January 19, 2022

Interview with Jon Lips January 19, 2022

BY LeadingAge

Jon Lips, JD, Vice President of Legal and Regulatory Affairs with LeadingAge Minnesota, joined the January 19, 2022 Leading Age Coronavirus Update call. He responded to questions from Ruth Katz and from callers. Here is a summary of the conversation.

Q: What is happening with COVID in Minnesota?

A: The first case of confirmed omicron occurred in early December in MN and it is now the dominant strain. The community transmission rate is high across MN, as is the positivity rate. We are seeing cases in long term care, but at a lower level than we might have seen without the beneficial effects of vaccinations and boosters.

Q: Indeed, omicron has spread very rapidly and is creating new challenges. What is the number one issue for providers in MN right now?

A: As you might guess, it is definitely workforce. We are experiencing a very severe staffing shortage across all settings. In addition to longer term macro shortages, we are also seeing short term outages because of omicron โ€“ cases, exposure, etc. MN was not under the injunction for the CMS mandate and so our Phase 1 deadline for the mandate is January 27.

Q: What was involved in building the case to the Governor for the involvement of the National Guard?

A: We did not advocate specifically for the deployment of the National Guard, but we did advocate that the state find a way to provide staffing relief.

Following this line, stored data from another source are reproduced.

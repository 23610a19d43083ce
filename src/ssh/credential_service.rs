//! SshCredentialService (spec §4.4): reads well-known files on the printer
//! filesystem over a short-lived SSH session to recover MQTT credentials
//! and device identity. The exact file paths are vendor firmware internals
//! not present anywhere in the reference pack or in `original_source/`
//! (empty in this build) -- these are named plausibly and isolated to this
//! module's constants, the same unresolved-unknown treatment as the MQTT
//! wire format in `mqtt::topics` (see DESIGN.md).

use crate::error::{Result, SshError};

use super::session::SshSession;

const MQTT_CREDENTIALS_FILE: &str = "/userdata/app/gk/config/mqtt.json";
const DEVICE_INFO_FILE: &str = "/userdata/app/gk/config/device.json";

#[derive(Debug, Clone, Default, serde::Deserialize)]
struct MqttCredentialsFile {
    username: Option<String>,
    password: Option<String>,
}

#[derive(Debug, Clone, Default, serde::Deserialize)]
struct DeviceInfoFile {
    device_id: Option<String>,
    device_type: Option<String>,
    model_code: Option<String>,
}

#[derive(Debug, Clone, Default)]
pub struct RetrievedCredentials {
    pub mqtt_username: Option<String>,
    pub mqtt_password: Option<String>,
    pub device_id: Option<String>,
    pub device_type: Option<String>,
    pub model_code: Option<String>,
}

#[derive(Debug, Clone, Default)]
pub struct RetrievedPrinterInfo {
    pub device_id: Option<String>,
    pub device_type: Option<String>,
    pub model_code: Option<String>,
}

pub struct SshCredentialService;

impl SshCredentialService {
    pub async fn retrieve_credentials(host: &str, port: u16, username: &str, password: &str) -> Result<RetrievedCredentials> {
        let mut session = SshSession::connect(host, port, username, password).await?;

        let mqtt_raw = session.run_command(&format!("cat {MQTT_CREDENTIALS_FILE}")).await?;
        let device_raw = session.run_command(&format!("cat {DEVICE_INFO_FILE}")).await?;
        session.close().await;

        let mqtt: MqttCredentialsFile = serde_json::from_str(&mqtt_raw).map_err(|_| SshError::MissingCredentialFile(MQTT_CREDENTIALS_FILE.into()))?;
        let device: DeviceInfoFile = serde_json::from_str(&device_raw).map_err(|_| SshError::MissingCredentialFile(DEVICE_INFO_FILE.into()))?;

        Ok(RetrievedCredentials {
            mqtt_username: mqtt.username,
            mqtt_password: mqtt.password,
            device_id: device.device_id,
            device_type: device.device_type,
            model_code: device.model_code,
        })
    }

    pub async fn retrieve_printer_info(host: &str, port: u16, username: &str, password: &str) -> Result<RetrievedPrinterInfo> {
        let mut session = SshSession::connect(host, port, username, password).await?;
        let device_raw = session.run_command(&format!("cat {DEVICE_INFO_FILE}")).await?;
        session.close().await;

        let device: DeviceInfoFile = serde_json::from_str(&device_raw).map_err(|_| SshError::MissingCredentialFile(DEVICE_INFO_FILE.into()))?;
        Ok(RetrievedPrinterInfo { device_id: device.device_id, device_type: device.device_type, model_code: device.model_code })
    }
}

#[cfg(test)]
mod tests {
    use super::*;

    #[test]
    fn mqtt_credentials_file_parses_partial_json() {
        let parsed: MqttCredentialsFile = serde_json::from_str(r#"{"username":"u"}"#).unwrap();
        assert_eq!(parsed.username.as_deref(), Some("u"));
        assert!(parsed.password.is_none());
    }

    #[test]
    fn device_info_file_parses_full_json() {
        let parsed: DeviceInfoFile = serde_json::from_str(r#"{"device_id":"D1","device_type":"T1","model_code":"M1"}"#).unwrap();
        assert_eq!(parsed.device_id.as_deref(), Some("D1"));
        assert_eq!(parsed.model_code.as_deref(), Some("M1"));
    }
}
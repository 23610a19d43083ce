use anyhow::Result;
use clap::Parser;
use tracing::{error, info};

use acproxycam::config::DaemonConfig;
use acproxycam::Daemon;

#[derive(Parser, Debug)]
#[command(name = "acproxycam")]
#[command(about = "Camera and telemetry proxy daemon for Anycubic-family 3D printers")]
#[command(version)]
#[command(
    long_about = "Bridges Anycubic-family 3D printers (stock firmware's camera/MQTT \
surface) to conventional print-host tooling: MJPEG/HLS/WebSocket-H.264 streaming, \
an IPC control surface, and an optional Obico bridge."
)]
struct Args {
    #[arg(short, long, default_value = "/etc/acproxycam/config.json", help = "Path to JSON configuration file")]
    config: String,

    #[arg(short, long, help = "Enable debug level logging")]
    debug: bool,

    #[arg(short, long, help = "Enable verbose info level logging")]
    verbose: bool,

    #[arg(short, long, help = "Enable quiet mode - only log errors")]
    quiet: bool,

    #[arg(long, help = "Validate configuration file and exit without starting the daemon")]
    validate_config: bool,

    #[arg(long, help = "Print the resolved configuration in JSON format and exit")]
    print_config: bool,

    #[arg(long, help = "Initialize everything but don't start serving traffic")]
    dry_run: bool,

    #[arg(long, value_name = "FORMAT", help = "Log output format: json, pretty, or compact")]
    log_format: Option<String>,

    #[arg(long, value_name = "PATH", help = "Write logs to a rotating file instead of stdout")]
    log_file: Option<String>,

    #[arg(long, help = "Notify systemd (NOTIFY_SOCKET) once the IPC listener is bound")]
    systemd: bool,
}

#[tokio::main]
async fn main() -> Result<()> {
    let args = Args::parse();

    if args.print_config {
        print_default_config();
        return Ok(());
    }

    let _log_guard = init_logging(&args)?;

    info!("starting acproxycam v{}", env!("CARGO_PKG_VERSION"));
    info!(config = %args.config, "loading configuration");

    let config = match DaemonConfig::load_from_file(&args.config) {
        Ok(config) => config,
        Err(e) => {
            error!(error = %e, "failed to load configuration");
            return Err(e.into());
        }
    };

    if args.validate_config {
        match config.validate() {
            Ok(()) => {
                println!("configuration is valid");
                return Ok(());
            }
            Err(e) => {
                eprintln!("configuration validation failed: {e}");
                std::process::exit(1);
            }
        }
    }

    let mut daemon = Daemon::new(config, args.config.clone(), args.systemd).await.map_err(|e| {
        error!(error = %e, "failed to construct daemon");
        e
    })?;

    daemon.initialize().await.map_err(|e| {
        error!(error = %e, "failed to initialize daemon");
        e
    })?;

    if args.dry_run {
        println!("dry run complete - daemon initialized but not started");
        return Ok(());
    }

    daemon.start().await.map_err(|e| {
        error!(error = %e, "failed to start daemon");
        e
    })?;

    let exit_code = daemon.run().await.map_err(|e| {
        error!(error = %e, "daemon error during execution");
        e
    })?;

    info!(exit_code, "acproxycam exited");
    std::process::exit(exit_code);
}

fn init_logging(args: &Args) -> Result<Option<tracing_appender::non_blocking::WorkerGuard>> {
    use tracing_subscriber::{fmt, layer::SubscriberExt, util::SubscriberInitExt, EnvFilter, Layer};

    let log_level = if args.debug {
        "debug"
    } else if args.verbose {
        "info"
    } else if args.quiet {
        "error"
    } else {
        "warn"
    };

    let env_filter = EnvFilter::try_from_default_env().unwrap_or_else(|_| EnvFilter::new(format!("acproxycam={log_level}")));

    let (writer, guard) = match &args.log_file {
        Some(path) => {
            let dir = std::path::Path::new(path).parent().unwrap_or_else(|| std::path::Path::new("."));
            let file_name = std::path::Path::new(path).file_name().unwrap_or_else(|| std::ffi::OsStr::new("acproxycam.log"));
            let appender = tracing_appender::rolling::never(dir, file_name);
            let (non_blocking, guard) = tracing_appender::non_blocking(appender);
            (non_blocking, Some(guard))
        }
        None => {
            let (non_blocking, guard) = tracing_appender::non_blocking(std::io::stdout());
            (non_blocking, Some(guard))
        }
    };

    let fmt_layer = match args.log_format.as_deref() {
        Some("json") => fmt::layer().json().with_writer(writer).with_target(true).with_thread_ids(true).boxed(),
        Some("compact") => fmt::layer().compact().with_writer(writer).with_target(false).boxed(),
        Some("pretty") | None => fmt::layer().pretty().with_writer(writer).with_target(true).with_thread_ids(args.debug).with_line_number(args.debug).boxed(),
        Some(format) => {
            eprintln!("unknown log format '{format}', using default");
            fmt::layer().with_writer(writer).boxed()
        }
    };

    tracing_subscriber::registry().with(fmt_layer).with(env_filter).init();

    Ok(guard)
}

fn print_default_config() {
    let config = DaemonConfig::default();
    match serde_json::to_string_pretty(&config) {
        Ok(json) => println!("{json}"),
        Err(e) => eprintln!("failed to render default config: {e}"),
    }
}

We are concerned not only about the need to fill open shifts, but also about the need to provide some respite for staff who have been doing double shifts, working understaffed, etc. We built the case to the state using data. We conducted a survey in partnership with the AHCA MN affiliate to get real time data from our members on staffing issues. The data were compelling and showed the many effects of staffing shortages, including how it was impacting access to care. We put a plan together to share that information with state agencies, law makers, and the media. The strong relationships we have developed within the state proved valuable.

Q: What did you find surprising about the data?

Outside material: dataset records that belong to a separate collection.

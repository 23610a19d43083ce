//! Minimal `sd_notify`-style readiness handshake (spec §6 `NOTIFY_SOCKET`).
//! Dependency-free: writes directly to the abstract/path Unix datagram
//! socket systemd provides, rather than pulling in a crate for a two-line
//! protocol.

use std::env;
use std::os::unix::net::UnixDatagram;

/// Sends `READY=1` to `$NOTIFY_SOCKET` if systemd set it. No-op (and not an
/// error) when the daemon wasn't started under systemd. Abstract-namespace
/// socket paths (a leading `@`) aren't supported by `std`'s `UnixDatagram`
/// and are skipped; path-based sockets, what systemd uses by default, work.
pub fn notify_ready() {
    let Ok(path) = env::var("NOTIFY_SOCKET") else { return };
    if path.is_empty() || path.starts_with('@') {
        return;
    }

    let Ok(socket) = UnixDatagram::unbound() else { return };
    let _ = socket.send_to(b"READY=1", path);
}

A: We certainly knew what the categories of problems might be, but what was surprising was how much the key data points had changed in just a few months. We learned that there were 23,000 open positions in nursing homes and assisted living centers – about 20% of the MN caregiving workforce. This eclipsed even the earlier COVID- related staffing issues, and the gap was widening โ€“ we were losing more staff than we were hiring.

Q: More than half of the National Guard members deployed have been sent to work in long term care. What, specifically, are they doing to provide help, and how is it going?

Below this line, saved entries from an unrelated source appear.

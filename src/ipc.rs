//! IpcServer (spec §4.9, component C8): a Unix domain stream socket at a
//! configurable path. Each accepted connection reads one line of JSON
//! (`{command, data}`), writes one line of JSON response
//! (`{ok, data|error}`), and closes (spec §6).

use std::sync::Arc;
use std::time::Instant;

use serde::{Deserialize, Serialize};
use serde_json::Value;
use tokio::io::{AsyncBufReadExt, AsyncWriteExt, BufReader};
use tokio::net::{UnixListener, UnixStream};
use tokio_util::sync::CancellationToken;
use tracing::{error, info, warn};

use crate::config::{DaemonConfig, PrinterConfig};
use crate::error::{IpcError, Result};
use crate::events::{DaemonEvent, EventBus};
use crate::registry::PrinterRegistry;

#[derive(Debug, Deserialize)]
struct Request {
    command: String,
    #[serde(default)]
    data: Value,
}

#[derive(Debug, Serialize)]
struct Response {
    ok: bool,
    #[serde(skip_serializing_if = "Option::is_none")]
    data: Option<Value>,
    #[serde(skip_serializing_if = "Option::is_none")]
    error: Option<String>,
}

impl Response {
    fn ok(data: impl Serialize) -> Self {
        Self { ok: true, data: serde_json::to_value(data).ok(), error: None }
    }

    fn ok_empty() -> Self {
        Self { ok: true, data: None, error: None }
    }

    fn err(message: impl std::fmt::Display) -> Self {
        Self { ok: false, data: None, error: Some(message.to_string()) }
    }
}

pub struct IpcServer {
    socket_path: String,
    registry: Arc<PrinterRegistry>,
    event_bus: Arc<EventBus>,
    started_at: Instant,
}

impl IpcServer {
    pub fn new(socket_path: impl Into<String>, registry: Arc<PrinterRegistry>, event_bus: Arc<EventBus>) -> Self {
        Self { socket_path: socket_path.into(), registry, event_bus, started_at: Instant::now() }
    }

    /// Binds the socket and serves connections until `cancel` fires.
    pub async fn serve(self: Arc<Self>, cancel: CancellationToken) -> Result<()> {
        let _ = std::fs::remove_file(&self.socket_path);
        if let Some(parent) = std::path::Path::new(&self.socket_path).parent() {
            let _ = std::fs::create_dir_all(parent);
        }

        let listener = UnixListener::bind(&self.socket_path).map_err(|e| IpcError::BindFailed(e.to_string()))?;
        info!(path = %self.socket_path, "ipc server listening");

        loop {
            tokio::select! {
                _ = cancel.cancelled() => break,
                accepted = listener.accept() => {
                    match accepted {
                        Ok((stream, _)) => {
                            let server = Arc::clone(&self);
                            tokio::spawn(async move {
                                if let Err(e) = server.handle_connection(stream).await {
                                    warn!(error = %e, "ipc connection error");
                                }
                            });
                        }
                        Err(e) => {
                            error!(error = %e, "ipc accept failed");
                        }
                    }
                }
            }
        }

        let _ = std::fs::remove_file(&self.socket_path);
        Ok(())
    }

    async fn handle_connection(&self, stream: UnixStream) -> Result<()> {
        let (reader, mut writer) = stream.into_split();
        let mut reader = BufReader::new(reader);
        let mut line = String::new();
        let bytes = reader.read_line(&mut line).await.map_err(|e| IpcError::MalformedRequest(e.to_string()))?;
        if bytes == 0 {
            return Ok(());
        }

        let response = match serde_json::from_str::<Request>(line.trim_end()) {
            Ok(request) => self.dispatch(request).await,
            Err(e) => Response::err(IpcError::MalformedRequest(e.to_string())),
        };

        let mut out = serde_json::to_string(&response).unwrap_or_else(|_| "{\"ok\":false,\"error\":\"encode failure\"}".to_string());
        out.push('\n');
        writer.write_all(out.as_bytes()).await.map_err(|e| IpcError::MalformedRequest(e.to_string()))?;
        Ok(())
    }

    async fn dispatch(&self, request: Request) -> Response {
        match request.command.as_str() {
            "GetStatus" => self.get_status(),
            "ListPrinters" => Response::ok(self.registry.list_statuses()),
            "GetPrinterDetails" => match parse_name(&request.data) {
                Ok(name) => match self.registry.printer_status(&name) {
                    Ok(status) => Response::ok(status),
                    Err(e) => Response::err(e),
                },
                Err(e) => Response::err(e),
            },
            "GetPrinterConfig" => match parse_name(&request.data) {
                Ok(name) => match self.registry.printer_config(&name) {
                    Ok(config) => Response::ok(config),
                    Err(e) => Response::err(e),
                },
                Err(e) => Response::err(e),
            },
            "AddPrinter" => match serde_json::from_value::<PrinterConfig>(request.data) {
                Ok(config) => match self.registry.add_printer(config).await {
                    Ok(()) => Response::ok_empty(),
                    Err(e) => Response::err(e),
                },
                Err(e) => Response::err(IpcError::MalformedRequest(e.to_string())),
            },
            "DeletePrinter" => match parse_name(&request.data) {
                Ok(name) => match self.registry.delete_printer(&name).await {
                    Ok(()) => Response::ok_empty(),
                    Err(e) => Response::err(e),
                },
                Err(e) => Response::err(e),
            },
            "ModifyPrinter" => self.modify_printer(request.data).await,
            "PausePrinter" => match parse_name(&request.data) {
                Ok(name) => match self.registry.pause_printer(&name).await {
                    Ok(()) => Response::ok_empty(),
                    Err(e) => Response::err(e),
                },
                Err(e) => Response::err(e),
            },
            "ResumePrinter" => match parse_name(&request.data) {
                Ok(name) => match self.registry.resume_printer(&name).await {
                    Ok(()) => Response::ok_empty(),
                    Err(e) => Response::err(e),
                },
                Err(e) => Response::err(e),
            },
            "GetLedStatus" => match parse_name(&request.data) {
                Ok(name) => match self.registry.printer_status(&name) {
                    Ok(status) => {
                        let led = status.led.unwrap_or(crate::worker::status::LedStatus { on: false, brightness: None });
                        Response::ok(serde_json::json!({"type": "led", "isOn": led.on, "brightness": led.brightness}))
                    }
                    Err(e) => Response::err(e),
                },
                Err(e) => Response::err(e),
            },
            "SetLed" => self.set_led(request.data).await,
            "ReloadConfig" => match DaemonConfig::load_from_file(self.registry.config_path()) {
                Ok(config) => match self.registry.reload_config(config).await {
                    Ok(()) => Response::ok_empty(),
                    Err(e) => Response::err(e),
                },
                Err(e) => Response::err(e),
            },
            "ChangeInterfaces" => self.change_interfaces(request.data).await,
            "StopService" => {
                self.event_bus.publish(DaemonEvent::ShutdownRequested { reason: "ipc StopService".to_string() });
                Response::ok_empty()
            }
            other => Response::err(IpcError::UnknownCommand(other.to_string())),
        }
    }

    fn get_status(&self) -> Response {
        let config = self.registry.daemon_config_snapshot();
        Response::ok(serde_json::json!({
            "version": config.version,
            "uptime": self.started_at.elapsed().as_secs(),
            "printerCount": self.registry.printer_count(),
            "activeStreamers": self.registry.active_streamer_count(),
            "inactiveStreamers": self.registry.printer_count().saturating_sub(self.registry.active_streamer_count()),
            "totalClients": self.registry.total_client_count(),
            "listenInterfaces": config.listen_interfaces,
        }))
    }

    async fn modify_printer(&self, data: Value) -> Response {
        #[derive(Deserialize)]
        struct ModifyRequest {
            original_name: String,
            config: PrinterConfig,
        }
        match serde_json::from_value::<ModifyRequest>(data) {
            Ok(req) => match self.registry.modify_printer(&req.original_name, req.config).await {
                Ok(()) => Response::ok_empty(),
                Err(e) => Response::err(e),
            },
            Err(e) => Response::err(IpcError::MalformedRequest(e.to_string())),
        }
    }

    async fn set_led(&self, data: Value) -> Response {
        #[derive(Deserialize)]
        struct SetLedRequest {
            name: String,
            #[serde(default)]
            on: bool,
            #[serde(default)]
            brightness: Option<u32>,
        }
        match serde_json::from_value::<SetLedRequest>(data) {
            Ok(req) => match self.registry.set_led(&req.name, req.on, req.brightness).await {
                Ok(()) => Response::ok(serde_json::json!({"type": "led", "isOn": req.on, "brightness": req.brightness})),
                Err(e) => Response::err(e),
            },
            Err(e) => Response::err(IpcError::MalformedRequest(e.to_string())),
        }
    }

    async fn change_interfaces(&self, data: Value) -> Response {
        #[derive(Deserialize)]
        struct ChangeInterfacesRequest {
            interfaces: Vec<String>,
        }
        match serde_json::from_value::<ChangeInterfacesRequest>(data) {
            Ok(req) => match self.registry.change_interfaces(req.interfaces).await {
                Ok(()) => Response::ok_empty(),
                Err(e) => Response::err(e),
            },
            Err(e) => Response::err(IpcError::MalformedRequest(e.to_string())),
        }
    }

}

fn parse_name(data: &Value) -> Result<String> {
    data.get("name")
        .and_then(Value::as_str)
        .map(str::to_string)
        .ok_or_else(|| IpcError::MalformedRequest("missing 'name' field".to_string()).into())
}

#[cfg(test)]
mod tests {
    use super::*;

    #[test]
    fn parses_line_delimited_request() {
        let req: Request = serde_json::from_str(r#"{"command":"GetStatus","data":{}}"#).unwrap();
        assert_eq!(req.command, "GetStatus");
    }

    #[test]
    fn response_omits_absent_fields() {
        let resp = Response::ok_empty();
        let json = serde_json::to_string(&resp).unwrap();
        assert_eq!(json, r#"{"ok":true}"#);
    }

    #[test]
    fn parse_name_rejects_missing_field() {
        let value = serde_json::json!({});
        assert!(parse_name(&value).is_err());
    }
}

A: It is going very well so far. What we are hearing is that the National Guard members are helpful, respectful, reliable, and capable. For people often from coming from other walks of life, they are doing a very good job. They have only been sent to nursing homes at this point. They are receiving training commensurate to the roles they are playing. Some are being trained as Certified Nursing Assistants and are receiving the 75+ hours of training in a condensed time frame and then throwing themselves into the work. There are also some with a bit less training who would have other direct care roles. National Guard members can also provide support in dining and housekeeping.

Q: When a nursing home requests help, how does that work?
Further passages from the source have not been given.